Fans accuse Atlantic Records of bot involvement in rapper videos

UPDATE (November 26):

In a statement to XXL, Atlantic Records vehemently deny using bots for every artist on their roster. “Atlantic Records has never used bots for any of our artists,” it says.

ORIGINAL STORY:

Many rappers have personal cheat codes that give them that little bit extra when it comes to their music and fandom. But some fans are accusing Atlantic Records of cheating when it comes to using bots to increase engagement with the music videos of Lil Uzi Vert, Roddy Ricch, Don Toliver and other rappers.

On Saturday (Nov. 26), DJ Akademiks jumped on his Twitter account and criticized Atlantic Records for allegedly manipulating opinions about their artists’ videos. Days before, several fans accused Don Toliver of using bots in his “Do It Right” music video.

“Don Toliver is here paying on YouTube…” one person tweeted earlier this week.

“They said don toliver bought views on his recent music video,” another fan wrote.

Another commenter tweeted: “Don Toliver is really botching views [man face palming emoji] [tears of joy emoji].”

“Don Toliver just got exposed for blunt views and comments on his new song lol,” another fan wrote.

This prompted Ak to agree with his criticism: “Damn.. Atlantic Records went from hella lit to shit a few years ago,” he wrote. “They literally threw in the towel with marketing and promoting their artists.

More fans jumped in, claiming that bots were involved in the commentary section of Don Toliver’s video for “Do It Right.”

“Can’t you cook? [sob emojis] why he is my favorite jackboy [weary emoji]’ said one fan.

“Go to Don Toliver’s most recent music video; sort comments by new and keep scrolling. Let me know how many genuine comments you find,” another person tweeted.

Another fan also claimed that Lil Uzi Vert is facing the same issue with his music video for “Just Wanna Rock” but that’s because he is trending at number 1 on streaming platforms.

“Uzi’s video suffers from a similar problem; partly because it’s trending #1, but we know Uzi’s song is a hit,” the fan wrote. “It’s got 60 million streams on Spotify and it’s being talked about everywhere. Don Toliver on the other hand… that’s not the case.”

XXL has contacted Atlantic Records for comment.

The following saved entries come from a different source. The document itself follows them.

//! Communication buffer protocol
//!
//! The target and the tracer share a small buffer in target memory. The
//! target writes a packet and sets the trigger byte, which fires a write
//! watchpoint on the buffer base; the tracer then downloads and decodes the
//! packet. Only test case requests are answered.

use crate::error::TracerError;
use crate::packets::{
    encode_testcase_request, Packet, TestcaseRequestPacket, TriggerCode, BUFFER_LEN,
    TRIGGER_OFFSET,
};
use crate::session::{DebugSession, StopReply, WatchpointKind};
use tokio_util::sync::CancellationToken;

/// Local mirror of the communication buffer in target memory
#[derive(Debug, Clone)]
pub struct CommunicationBuffer {
    address: u64,
    local: [u8; BUFFER_LEN],
}

impl CommunicationBuffer {
    /// Create a buffer mirror for the target address
    pub fn new(address: u64) -> Self {
        Self {
            address,
            local: [0; BUFFER_LEN],
        }
    }

    /// Install the trigger watchpoint and hand the buffer to the target
    pub async fn arm<S: DebugSession + ?Sized>(
        &mut self,
        session: &mut S,
        cancel: &CancellationToken,
    ) -> Result<(), TracerError> {
        tracing::debug!("Installing communication watchpoint at {:#x}", self.address);
        session
            .insert_watchpoint(WatchpointKind::Write, self.address, 1, cancel)
            .await?;
        session
            .write_memory(self.address, &[TriggerCode::DebuggerWrite as u8], cancel)
            .await?;
        Ok(())
    }

    /// Whether the stop was caused by the target writing the buffer
    pub fn is_communication_stop(&self, stop: &StopReply) -> bool {
        stop.hit_watchpoint(self.address)
    }

    /// Download the buffer and decode the packet it holds
    ///
    /// Only valid right after a communication stop.
    pub async fn retrieve<S: DebugSession + ?Sized>(
        &mut self,
        session: &mut S,
        cancel: &CancellationToken,
    ) -> Result<Packet, TracerError> {
        session.read_memory(self.address, &mut self.local, cancel).await?;
        let packet = Packet::decode(&self.local)?;
        tracing::debug!("Received packet {:?}", packet);
        Ok(packet)
    }

    /// Deliver a test case in answer to a request
    ///
    /// The data goes straight to the address named in the request; the
    /// buffer then receives the updated request and, last, the trigger byte.
    /// Fails before touching target memory if the data does not fit.
    pub async fn answer_testcase_request<S: DebugSession + ?Sized>(
        &mut self,
        session: &mut S,
        request: TestcaseRequestPacket,
        testcase: &[u8],
        cancel: &CancellationToken,
    ) -> Result<TestcaseRequestPacket, TracerError> {
        if request.buffer_size < 0 || testcase.len() as u64 > request.buffer_size as u64 {
            return Err(TracerError::InsufficientBuffer {
                offered: request.buffer_size,
                needed: testcase.len(),
            });
        }

        session.write_memory(request.address, testcase, cancel).await?;

        let answer = request.with_testcase_size(testcase.len() as i64);
        self.local = encode_testcase_request(&self.local, &answer)?;
        session
            .write_memory(self.address + 1, &self.local[TRIGGER_OFFSET + 1..], cancel)
            .await?;
        session
            .write_memory(self.address, &self.local[..=TRIGGER_OFFSET], cancel)
            .await?;
        Ok(answer)
    }
}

To be honest, bots are just part of the digital ecosystem. According to TechTarget, bots are a computer program that acts as an agent for a user or another program to simulate human activity. They are different types of bots and they are everywhere: on Instagram, Twitter and other social media platforms.

Bots are little different on YouTube, so it’s unclear how they get engagement on the platform, either by paying people or through artist management separate from the record label. In general, bots are here to stay and they’re not going to leave any time soon.

Fans have expressed their views on using bots to promote artists.

“Atlantic Records is cooked for spamming their artists like Lil UziVert and Roddy Rich new videos with bots in the comments to increase engagement. Ppl really surprised?!? They do the same with streams to boost the numbers. Labels are corrupt from their inception,” one person opined.

“They are doing that, have you ever seen a YouTube comment section on music videos??? I know even underground artists buy bots for views,” another fan tweeted.

Hopefully, record labels and managers will come back to relying on real authentic involvement and not relying on analytics and computers to promote their music artists.